Esa dificultad para hallarlos explica por qué todavía se sabe poco sobre su comportamiento natural. Sin embargo, las nuevas imágenes ofrecen una oportunidad valiosa para conocer mejor sus características reales en estado vivo, algo que puede diferir de la imagen más difundida de esta especie a partir de ejemplares ya extraídos del mar.
Entre los rasgos más llamativos del tiburón “duende” se encuentra su aspecto singular. Tiene una cabeza alargada y puntiaguda, un cuerpo largo y blando, aletas pequeñas y una estructura adaptada a la vida en las profundidades. Además, puede alcanzar varios metros de longitud y se cree que se desplaza lentamente, al igual que muchas otras especies que habitan en zonas profundas del océano.

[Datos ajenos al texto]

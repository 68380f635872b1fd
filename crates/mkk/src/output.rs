//! Presentation of a finished derivation.

use std::str::FromStr;

use anyhow::{Context, Result};
use common::Derivation;

/// How a derivation is written to stdout.
#[derive(Debug, Clone, Copy, Default, PartialEq, Eq)]
pub enum OutputFormat {
    /// C declaration line, ready to paste into a header.
    #[default]
    Declaration,
    /// The `0x`-prefixed constant only.
    Hex,
    /// One JSON object per derivation.
    Json,
}

impl FromStr for OutputFormat {
    type Err = String;

    fn from_str(s: &str) -> Result<Self, Self::Err> {
        match s.trim().to_ascii_lowercase().as_str() {
            "declaration" | "decl" | "c" => Ok(OutputFormat::Declaration),
            "hex" => Ok(OutputFormat::Hex),
            "json" => Ok(OutputFormat::Json),
            other => Err(format!(
                "unknown output format {other:?} (expected declaration, hex or json)"
            )),
        }
    }
}

/// Render `d` as a single line (without trailing newline).
///
/// # Errors
///
/// Returns an error only if JSON serialisation fails.
pub fn render(d: &Derivation, format: OutputFormat) -> Result<String> {
    match format {
        OutputFormat::Declaration => Ok(format!(
            "flag_t {label} = UINT64_C({hex});  // AES-256[k=pad('{key}')](pad('{label}')) ",
            label = d.label,
            hex = d.constant.hex,
            key = d.key,
        )),
        OutputFormat::Hex => Ok(d.constant.hex.clone()),
        OutputFormat::Json => {
            serde_json::to_string(d).context("failed to serialise derivation as JSON")
        }
    }
}
//! Tracing subscriber initialisation.
//!
//! Stdout is the tool's output channel: exactly one rendered line that callers
//! paste into headers or pipe into scripts. Structured JSON logs therefore go
//! to stderr. Key text must never appear in a log field.

use anyhow::Result;
use tracing_subscriber::EnvFilter;

/// Install the JSON-on-stderr subscriber.
///
/// `RUST_LOG` takes precedence over `log_level` (from `--log-level` or
/// `MKK_LOG_LEVEL`) when set.
///
/// # Errors
///
/// Returns an error if the subscriber has already been set.
pub fn init(log_level: &str) -> Result<()> {
    let filter = EnvFilter::try_from_default_env().unwrap_or_else(|_| EnvFilter::new(log_level));

    tracing_subscriber::fmt()
        .json()
        .with_writer(std::io::stderr)
        .with_env_filter(filter)
        .try_init()
        .map_err(|e| anyhow::anyhow!("failed to initialise tracing subscriber: {e}"))
}
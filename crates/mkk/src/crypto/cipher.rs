//! Single-block AES-256 encryption.
//!
//! Exactly one 16-byte block is encrypted under a 32-byte key using the
//! cipher's native block operation. There is no chaining mode and no IV.

use aes::cipher::{generic_array::GenericArray, BlockEncrypt, KeyInit};
use aes::Aes256;

/// Byte length of an AES-256 key (32 bytes = 256 bits).
pub const KEY_LEN: usize = 32;

/// Byte length of one cipher block.
pub const BLOCK_LEN: usize = 16;

/// Encrypts one block under a 256-bit key.
///
/// Any certified block cipher with a 256-bit key and 16-byte block fits here.
#[cfg_attr(test, mockall::automock)]
pub trait BlockEncryptor {
    fn encrypt_block(&self, key: &[u8; KEY_LEN], block: &[u8; BLOCK_LEN]) -> [u8; BLOCK_LEN];
}

/// [`BlockEncryptor`] backed by the RustCrypto `aes` crate.
#[derive(Debug, Clone, Copy, Default)]
pub struct Aes256Encryptor;

impl BlockEncryptor for Aes256Encryptor {
    fn encrypt_block(&self, key: &[u8; KEY_LEN], block: &[u8; BLOCK_LEN]) -> [u8; BLOCK_LEN] {
        let cipher = Aes256::new(GenericArray::from_slice(&key[..]));
        let mut buf = GenericArray::clone_from_slice(&block[..]);
        cipher.encrypt_block(&mut buf);

        let mut out = [0u8; BLOCK_LEN];
        out.copy_from_slice(&buf);
        out
    }
}
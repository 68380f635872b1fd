//! Configuration loading and validation.
//!
//! Defaults are read from `MKK_*` environment variables; command-line flags
//! override them in `main`. Format and encoding names are parsed only when no
//! flag replaces them, so a bad variable is harmless once overridden.

use anyhow::{Context, Result};
use serde::Deserialize;

use crate::encoding::Encoding;
use crate::output::OutputFormat;

/// Validated tool configuration.
#[derive(Debug, Clone, Deserialize)]
pub struct Config {
    /// Tracing log level (`MKK_LOG_LEVEL`).
    #[serde(default = "default_log_level")]
    pub log_level: String,

    /// Output format name (`MKK_FORMAT`).
    #[serde(default = "default_format")]
    pub format: String,

    /// Text encoding name (`MKK_ENCODING`).
    #[serde(default = "default_encoding")]
    pub encoding: String,
}

fn default_log_level() -> String {
    "warn".into()
}
fn default_format() -> String {
    "declaration".into()
}
fn default_encoding() -> String {
    "utf-8".into()
}

impl Config {
    /// Load and validate configuration from environment variables.
    ///
    /// # Errors
    ///
    /// Returns an error if a variable cannot be deserialised or the log level
    /// is empty.
    pub fn from_env() -> Result<Self> {
        Self::from_environment(config::Environment::with_prefix("MKK"))
    }

    fn from_environment(env: config::Environment) -> Result<Self> {
        let cfg = config::Config::builder()
            .add_source(env)
            .build()
            .context("failed to build configuration from environment")?;

        let c: Config = cfg
            .try_deserialize()
            .context("failed to deserialise configuration")?;

        c.validate()?;
        Ok(c)
    }

    fn validate(&self) -> Result<()> {
        if self.log_level.trim().is_empty() {
            anyhow::bail!("MKK_LOG_LEVEL must not be empty");
        }
        Ok(())
    }

    /// Parsed [`OutputFormat`].
    ///
    /// # Errors
    ///
    /// Returns an error if `MKK_FORMAT` names an unknown format.
    pub fn output_format(&self) -> Result<OutputFormat> {
        self.format
            .parse()
            .map_err(|e: String| anyhow::anyhow!("MKK_FORMAT: {e}"))
    }

    /// Parsed [`Encoding`].
    ///
    /// # Errors
    ///
    /// Returns an error if `MKK_ENCODING` names an unknown encoding.
    pub fn text_encoding(&self) -> Result<Encoding> {
        self.encoding
            .parse()
            .map_err(|e: String| anyhow::anyhow!("MKK_ENCODING: {e}"))
    }
}
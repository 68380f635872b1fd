//! Common error types shared across crates.

use thiserror::Error;

/// Which of the two derivation inputs an error refers to.
#[derive(Debug, Clone, Copy, PartialEq, Eq)]
pub enum Input {
    /// The cipher key string.
    Key,
    /// The label (plaintext) string.
    Label,
}

impl std::fmt::Display for Input {
    fn fmt(&self, f: &mut std::fmt::Formatter<'_>) -> std::fmt::Result {
        match self {
            Input::Key => f.write_str("key"),
            Input::Label => f.write_str("label"),
        }
    }
}

/// Top-level derivation error type.
///
/// Variants map to process exit codes:
/// - [`DeriveError::InputTooLong`] → 2 (usage error)
/// - [`DeriveError::InvalidEncoding`] → 65 (data error)
#[derive(Debug, Error, PartialEq, Eq)]
pub enum DeriveError {
    /// The encoded input does not fit its padded capacity.
    #[error("{input} too long: {len} bytes exceeds capacity of {capacity} bytes")]
    InputTooLong {
        input: Input,
        len: usize,
        capacity: usize,
    },

    /// The input text cannot be represented in the selected byte encoding.
    #[error("invalid encoding for {input}: {reason}")]
    InvalidEncoding { input: Input, reason: String },
}

impl DeriveError {
    /// Returns the process exit code that should be used for this error.
    pub fn exit_code(&self) -> u8 {
        match self {
            DeriveError::InputTooLong { .. } => 2,
            DeriveError::InvalidEncoding { .. } => 65,
        }
    }
}
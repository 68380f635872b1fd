//! Constant derivation: pad key and label, encrypt one block, truncate.
//!
//! # Compatibility contract
//!
//! The leading 8 bytes of the ciphertext block are read as a **little-endian**
//! `u64`. Together with the text encoding this pins every constant bit for
//! bit; `derive("secret", "MY_FLAG")` under UTF-8 is `0x9c67acc03e931a10`.

use common::{DeriveError, DerivedConstant, Input};
use tracing::debug;

use crate::crypto::{pad_array, Aes256Encryptor, BlockEncryptor, PadError, BLOCK_LEN, KEY_LEN};
use crate::encoding::Encoding;

/// Derives constants with a fixed encoding and block encryptor.
#[derive(Debug, Clone, Default)]
pub struct ConstantDeriver<E = Aes256Encryptor> {
    encryptor: E,
    encoding: Encoding,
}

impl ConstantDeriver {
    /// AES-256 deriver using `encoding` for both inputs.
    pub fn new(encoding: Encoding) -> Self {
        Self::with_encryptor(Aes256Encryptor, encoding)
    }
}

impl<E: BlockEncryptor> ConstantDeriver<E> {
    pub fn with_encryptor(encryptor: E, encoding: Encoding) -> Self {
        Self {
            encryptor,
            encoding,
        }
    }

    /// Derive the constant for `label` under `key`.
    ///
    /// # Errors
    ///
    /// Returns [`DeriveError::InvalidEncoding`] if either string cannot be
    /// encoded, and [`DeriveError::InputTooLong`] if the encoded key exceeds
    /// [`KEY_LEN`] bytes or the encoded label exceeds [`BLOCK_LEN`] bytes.
    pub fn derive(&self, key: &str, label: &str) -> Result<DerivedConstant, DeriveError> {
        let key_bytes = self.encoding.encode(key, Input::Key)?;
        let label_bytes = self.encoding.encode(label, Input::Label)?;

        let padded_key: [u8; KEY_LEN] =
            pad_array(&key_bytes).map_err(|e| too_long(e, Input::Key))?;
        let padded_label: [u8; BLOCK_LEN] =
            pad_array(&label_bytes).map_err(|e| too_long(e, Input::Label))?;
        debug!(
            key_len = key_bytes.len(),
            label_len = label_bytes.len(),
            encoding = %self.encoding,
            "inputs padded"
        );

        let block = self.encryptor.encrypt_block(&padded_key, &padded_label);

        let mut word = [0u8; 8];
        word.copy_from_slice(&block[..8]);
        Ok(DerivedConstant::new(u64::from_le_bytes(word)))
    }
}

fn too_long(err: PadError, input: Input) -> DeriveError {
    match err {
        PadError::InputTooLong { len, target_len } => DeriveError::InputTooLong {
            input,
            len,
            capacity: target_len,
        },
    }
}

#[cfg(test)]
mod tests {
    use super::*;
    use crate::crypto::cipher::MockBlockEncryptor;
    use crate::crypto::pad::pad;

    fn derive_hex(key: &str, label: &str) -> String {
        ConstantDeriver::new(Encoding::Utf8)
            .derive(key, label)
            .unwrap()
            .hex
    }

    #[test]
    fn known_vectors() {
        assert_eq!(derive_hex("secret", "MY_FLAG"), "0x9c67acc03e931a10");
        assert_eq!(derive_hex("secret", "MY_FLAG2"), "0x819c1f77997a3ba1");
        assert_eq!(derive_hex("", ""), "0xdb4a10d570606963");
        assert_eq!(derive_hex("clef", "FLAG_ROOT"), "0x97801ee3ab051d11");
        assert_eq!(derive_hex("clé", "ÉTAT"), "0x58e485acafe76367");
    }

    #[test]
    fn full_length_inputs_skip_padding() {
        let key = "k".repeat(KEY_LEN);
        let label = "L".repeat(BLOCK_LEN);
        assert_eq!(derive_hex(&key, &label), "0x6ddbd881b8cd8ab0");
    }

    #[test]
    fn label_one_short_of_block() {
        let c = ConstantDeriver::new(Encoding::Utf8)
            .derive("secret", "ABCDEFGHIJKLMNO")
            .unwrap();
        assert_eq!(c.value, 0x0071_567c_2b89_d052);
        assert_eq!(c.hex, "0x0071567c2b89d052");
    }

    #[test]
    fn deterministic() {
        let deriver = ConstantDeriver::new(Encoding::Utf8);
        assert_eq!(
            deriver.derive("secret", "MY_FLAG").unwrap(),
            deriver.derive("secret", "MY_FLAG").unwrap()
        );
    }

    #[test]
    fn single_byte_changes_change_the_constant() {
        let deriver = ConstantDeriver::new(Encoding::Utf8);
        let base = deriver.derive("secret", "MY_FLAG").unwrap();

        let label = b"MY_FLAG";
        for i in 0..label.len() {
            let mut changed = label.to_vec();
            changed[i] ^= 0x20;
            let changed = String::from_utf8(changed).unwrap();
            assert_ne!(deriver.derive("secret", &changed).unwrap(), base, "label byte {i}");
        }

        let key = b"secret";
        for i in 0..key.len() {
            let mut changed = key.to_vec();
            changed[i] ^= 0x20;
            let changed = String::from_utf8(changed).unwrap();
            assert_ne!(deriver.derive(&changed, "MY_FLAG").unwrap(), base, "key byte {i}");
        }
    }

    #[test]
    fn encoding_changes_the_constant() {
        let utf8 = ConstantDeriver::new(Encoding::Utf8).derive("clé", "X").unwrap();
        let latin1 = ConstantDeriver::new(Encoding::Latin1).derive("clé", "X").unwrap();
        assert_ne!(utf8, latin1);
    }

    #[test]
    fn key_too_long() {
        let err = ConstantDeriver::new(Encoding::Utf8)
            .derive(&"k".repeat(33), "MY_FLAG")
            .unwrap_err();
        assert_eq!(
            err,
            DeriveError::InputTooLong {
                input: Input::Key,
                len: 33,
                capacity: 32
            }
        );
    }

    #[test]
    fn label_too_long_counts_encoded_bytes() {
        // 8 chars, 16 bytes in UTF-8: fits exactly.
        assert!(ConstantDeriver::new(Encoding::Utf8)
            .derive("secret", "éééééééé")
            .is_ok());
        // 9 chars, 18 bytes.
        let err = ConstantDeriver::new(Encoding::Utf8)
            .derive("secret", "ééééééééé")
            .unwrap_err();
        assert_eq!(
            err,
            DeriveError::InputTooLong {
                input: Input::Label,
                len: 18,
                capacity: 16
            }
        );
    }

    #[test]
    fn latin1_rejects_unrepresentable_key() {
        let err = ConstantDeriver::new(Encoding::Latin1)
            .derive("€uro", "MY_FLAG")
            .unwrap_err();
        assert!(matches!(
            err,
            DeriveError::InvalidEncoding {
                input: Input::Key,
                ..
            }
        ));
    }

    #[test]
    fn encryptor_receives_padded_inputs() {
        let expected_key = pad(b"secret", KEY_LEN).unwrap();
        let expected_block = pad(b"MY_FLAG", BLOCK_LEN).unwrap();

        let mut mock = MockBlockEncryptor::new();
        mock.expect_encrypt_block()
            .withf(move |key, block| key[..] == expected_key[..] && block[..] == expected_block[..])
            .times(1)
            .returning(|_, _| [0xaa; BLOCK_LEN]);

        let c = ConstantDeriver::with_encryptor(mock, Encoding::Utf8)
            .derive("secret", "MY_FLAG")
            .unwrap();
        assert_eq!(c.hex, "0xaaaaaaaaaaaaaaaa");
    }

    #[test]
    fn leading_word_is_little_endian() {
        let mut mock = MockBlockEncryptor::new();
        mock.expect_encrypt_block().returning(|_, _| {
            let mut block = [0xffu8; BLOCK_LEN];
            block[..8].copy_from_slice(&[0x01, 0x02, 0x03, 0x04, 0x05, 0x06, 0x07, 0x08]);
            block
        });

        let c = ConstantDeriver::with_encryptor(mock, Encoding::Utf8)
            .derive("k", "l")
            .unwrap();
        assert_eq!(c.value, 0x0807_0605_0403_0201);
        assert_eq!(c.hex, "0x0807060504030201");
    }

    #[test]
    fn too_long_input_never_reaches_the_encryptor() {
        let mut mock = MockBlockEncryptor::new();
        mock.expect_encrypt_block().times(0);

        let deriver = ConstantDeriver::with_encryptor(mock, Encoding::Utf8);
        assert!(deriver.derive("secret", &"L".repeat(17)).is_err());
    }
}
//! Multi-byte-rate padding.
//!
//! Stretches a byte string to an exact length: zero-fill, then XOR a start
//! marker into the first padding byte and an end marker into the last byte.
//!
//! ```text
//! "MY_FLAG" → 4d 59 5f 46 4c 41 47 80 00 00 00 00 00 00 00 01
//! ```
//!
//! When exactly one byte of padding is needed both markers land on the same
//! byte, which ends up as `0x81`. This is not hash-style bit padding.

use thiserror::Error;

/// XORed into the byte immediately after the input.
pub const START_MARKER: u8 = 0x80;

/// XORed into the last byte of the padded output.
pub const END_MARKER: u8 = 0x01;

/// Errors produced by the padder.
#[derive(Debug, Error, PartialEq, Eq)]
pub enum PadError {
    /// The input is longer than the target length. Inputs are never truncated.
    #[error("input of {len} bytes exceeds target length {target_len}")]
    InputTooLong { len: usize, target_len: usize },
}

/// Pad `input` to exactly `target_len` bytes.
///
/// An input already of `target_len` bytes is returned as a fresh copy.
///
/// # Errors
///
/// Returns [`PadError::InputTooLong`] if `input` is longer than `target_len`.
pub fn pad(input: &[u8], target_len: usize) -> Result<Vec<u8>, PadError> {
    let len = input.len();
    if len > target_len {
        return Err(PadError::InputTooLong { len, target_len });
    }

    let mut out = input.to_vec();
    if len == target_len {
        return Ok(out);
    }

    out.resize(target_len, 0x00);
    // Both edits are applied even when they hit the same byte.
    out[len] ^= START_MARKER;
    out[target_len - 1] ^= END_MARKER;
    Ok(out)
}

/// Fixed-size form of [`pad`], for feeding cipher keys and blocks.
///
/// # Errors
///
/// Returns [`PadError::InputTooLong`] if `input` is longer than `N` bytes.
pub fn pad_array<const N: usize>(input: &[u8]) -> Result<[u8; N], PadError> {
    let padded = pad(input, N)?;
    let mut out = [0u8; N];
    out.copy_from_slice(&padded);
    Ok(out)
}
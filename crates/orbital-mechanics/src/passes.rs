//! Table-backed visibility provider
//!
//! Answers visibility queries from pre-computed pass windows for one site.
//! Elevation rises as a half-sine from the mask to the pass peak.

use crate::walker::nominal_rsrp_dbm;
use crate::{
    slant_range_km, GeoPosition, SatelliteCandidate, VisibilityProvider, VisibilitySample,
    VisibilityWindow,
};
use std::collections::HashMap;

/// Elevation reported while a satellite is below the mask
const BELOW_MASK_ELEVATION_DEG: f64 = -5.000000000;

#[derive(Debug, Clone)]
struct PassTrack {
    raan_deg: f64,
    altitude_km: f64,
    windows: Vec<VisibilityWindow>,
}

#[derive(Debug, Clone, Default)]
pub struct PassTableProvider {
    min_elevation_deg: f64,
    tracks: HashMap<String, PassTrack>,
}

impl PassTableProvider {
    pub fn new(min_elevation_deg: f64) -> Self {
        Self {
            min_elevation_deg,
            tracks: HashMap::new(),
        }
    }

    pub fn insert(&mut self, candidate: &SatelliteCandidate, altitude_km: f64) {
        self.tracks.insert(
            candidate.id.clone(),
            PassTrack {
                raan_deg: candidate.elements.raan_deg,
                altitude_km,
                windows: candidate.windows.clone(),
            },
        );
    }

    pub fn with_candidates<'a>(
        mut self,
        candidates: impl IntoIterator<Item = &'a SatelliteCandidate>,
        altitude_km: f64,
    ) -> Self {
        for c in candidates {
            self.insert(c, altitude_km);
        }
        self
    }

    pub fn len(&self) -> usize {
        self.tracks.len()
    }

    pub fn is_empty(&self) -> bool {
        self.tracks.is_empty()
    }
}

impl VisibilityProvider for PassTableProvider {
    fn sample(
        &self,
        _observer: &GeoPosition,
        satellite_id: &str,
        timestamp_s: f64,
    ) -> Option<VisibilitySample> {
        let track = self.tracks.get(satellite_id)?;

        let (elevation_deg, progress) = match track.windows.iter().find(|w| w.contains(timestamp_s))
        {
            Some(w) => {
                let frac = ((timestamp_s - w.start_s) / w.duration_s().max(f64::EPSILON))
                    .clamp(0.0, 1.0);
                let el = self.min_elevation_deg
                    + (w.peak_elevation_deg - self.min_elevation_deg)
                        * (std::f64::consts::PI * frac).sin();
                (el, frac)
            }
            None => (BELOW_MASK_ELEVATION_DEG, 0.0),
        };

        let distance_km = slant_range_km(track.altitude_km, elevation_deg.max(0.0));
        Some(VisibilitySample {
            elevation_deg,
            azimuth_deg: (track.raan_deg + 180.0 * progress).rem_euclid(360.0),
            distance_km,
            rsrp_dbm: nominal_rsrp_dbm(elevation_deg),
            sinr_db: 0.25 * elevation_deg - 3.0,
        })
    }
}
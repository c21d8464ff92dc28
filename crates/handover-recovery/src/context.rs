//! In-flight handover state

use chrono::{DateTime, Utc};
use handover_predictor::HandoverTrigger;
use orbital_mechanics::GeoPosition;
use serde::{Deserialize, Serialize};
use std::collections::BTreeMap;

/// RSRP assumed when nothing was measured
pub const UNKNOWN_RSRP_DBM: f64 = -130.000000000;
/// Congestion assumed when nothing was measured
pub const UNKNOWN_CONGESTION: f64 = 0.500000000;

/// Latest link measurements. `None` means not reported.
#[derive(Debug, Clone, Copy, Default, PartialEq, Serialize, Deserialize)]
pub struct SignalSnapshot {
    pub rsrp_dbm: Option<f64>,
    pub sinr_db: Option<f64>,
}

impl SignalSnapshot {
    pub fn new(rsrp_dbm: f64, sinr_db: f64) -> Self {
        Self {
            rsrp_dbm: Some(rsrp_dbm),
            sinr_db: Some(sinr_db),
        }
    }

    /// Unknown RSRP counts as poor
    pub fn rsrp_or_poor(&self) -> f64 {
        self.rsrp_dbm.unwrap_or(UNKNOWN_RSRP_DBM)
    }
}

#[derive(Debug, Clone, Copy, Default, PartialEq, Serialize, Deserialize)]
pub struct NetworkConditions {
    /// 0..1
    pub interference_level: Option<f64>,
    /// 0..1
    pub congestion_level: Option<f64>,
    pub latency_ms: Option<f64>,
    /// 0..1
    pub system_load: Option<f64>,
}

impl NetworkConditions {
    pub fn congestion_or_default(&self) -> f64 {
        self.congestion_level
            .filter(|c| c.is_finite())
            .unwrap_or(UNKNOWN_CONGESTION)
    }

    pub fn system_load_or_default(&self) -> f64 {
        self.system_load.filter(|l| l.is_finite()).unwrap_or(0.0)
    }
}

/// Unique per in-flight handover; dropped on completion or abort
#[derive(Debug, Clone, PartialEq, Serialize, Deserialize)]
pub struct HandoverContext {
    pub handover_id: String,
    pub ue_id: String,
    pub source_satellite: String,
    pub target_satellite: String,
    pub started_at: DateTime<Utc>,
    pub position: GeoPosition,
    pub signal: SignalSnapshot,
    pub network: NetworkConditions,
    pub retry_count: u32,
    /// Satellites the UE could fall back to
    pub available_satellites: Vec<String>,
    /// RSRP per alternative, where measured
    pub alternative_rsrp_dbm: BTreeMap<String, f64>,
    /// Seconds left before the handover must settle
    pub time_budget_s: Option<f64>,
}

impl HandoverContext {
    pub fn new(
        ue_id: impl Into<String>,
        source_satellite: impl Into<String>,
        target_satellite: impl Into<String>,
        position: GeoPosition,
    ) -> Self {
        Self {
            handover_id: uuid::Uuid::new_v4().to_string(),
            ue_id: ue_id.into(),
            source_satellite: source_satellite.into(),
            target_satellite: target_satellite.into(),
            started_at: Utc::now(),
            position,
            signal: SignalSnapshot::default(),
            network: NetworkConditions::default(),
            retry_count: 0,
            available_satellites: Vec::new(),
            alternative_rsrp_dbm: BTreeMap::new(),
            time_budget_s: None,
        }
    }

    /// Open a context for a handover that just became due
    pub fn from_trigger(trigger: &HandoverTrigger, signal: SignalSnapshot) -> Self {
        let mut context = Self::new(
            trigger.ue_id.clone(),
            trigger.source_satellite.clone(),
            trigger.target_satellite.clone(),
            trigger.position,
        );
        context.signal = signal;
        context
    }

    pub fn with_started_at(mut self, started_at: DateTime<Utc>) -> Self {
        self.started_at = started_at;
        self
    }

    pub fn with_signal(mut self, signal: SignalSnapshot) -> Self {
        self.signal = signal;
        self
    }

    pub fn with_network(mut self, network: NetworkConditions) -> Self {
        self.network = network;
        self
    }

    pub fn with_alternatives<I, S>(mut self, satellites: I) -> Self
    where
        I: IntoIterator<Item = S>,
        S: Into<String>,
    {
        self.available_satellites = satellites.into_iter().map(Into::into).collect();
        self
    }

    pub fn elapsed_s(&self, now: DateTime<Utc>) -> f64 {
        (now - self.started_at).num_milliseconds() as f64 / 1000.0
    }

    /// Available satellites other than source and target
    pub fn alternatives(&self) -> impl Iterator<Item = &String> {
        self.available_satellites
            .iter()
            .filter(move |s| **s != self.source_satellite && **s != self.target_satellite)
    }
}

Uno de sus atributos más sorprendentes es la mandíbula. Cuando detecta una presa, puede proyectarla hacia adelante con un movimiento similar al de un resorte para atraparla. No obstante, los científicos remarcaron que, mientras el animal está vivo, la boca suele permanecer retraída dentro de la cabeza, por lo que su apariencia natural puede ser distinta a la de las imágenes más conocidas.
El hallazgo permite avanzar en el conocimiento de una especie esquiva y fascinante, cuya biología sigue rodeada de interrogantes. Aunque todavía queda mucho por descubrir sobre la vida del tiburón “duende”, estos registros representan un aporte importante para seguir explorando los secretos del océano profundo.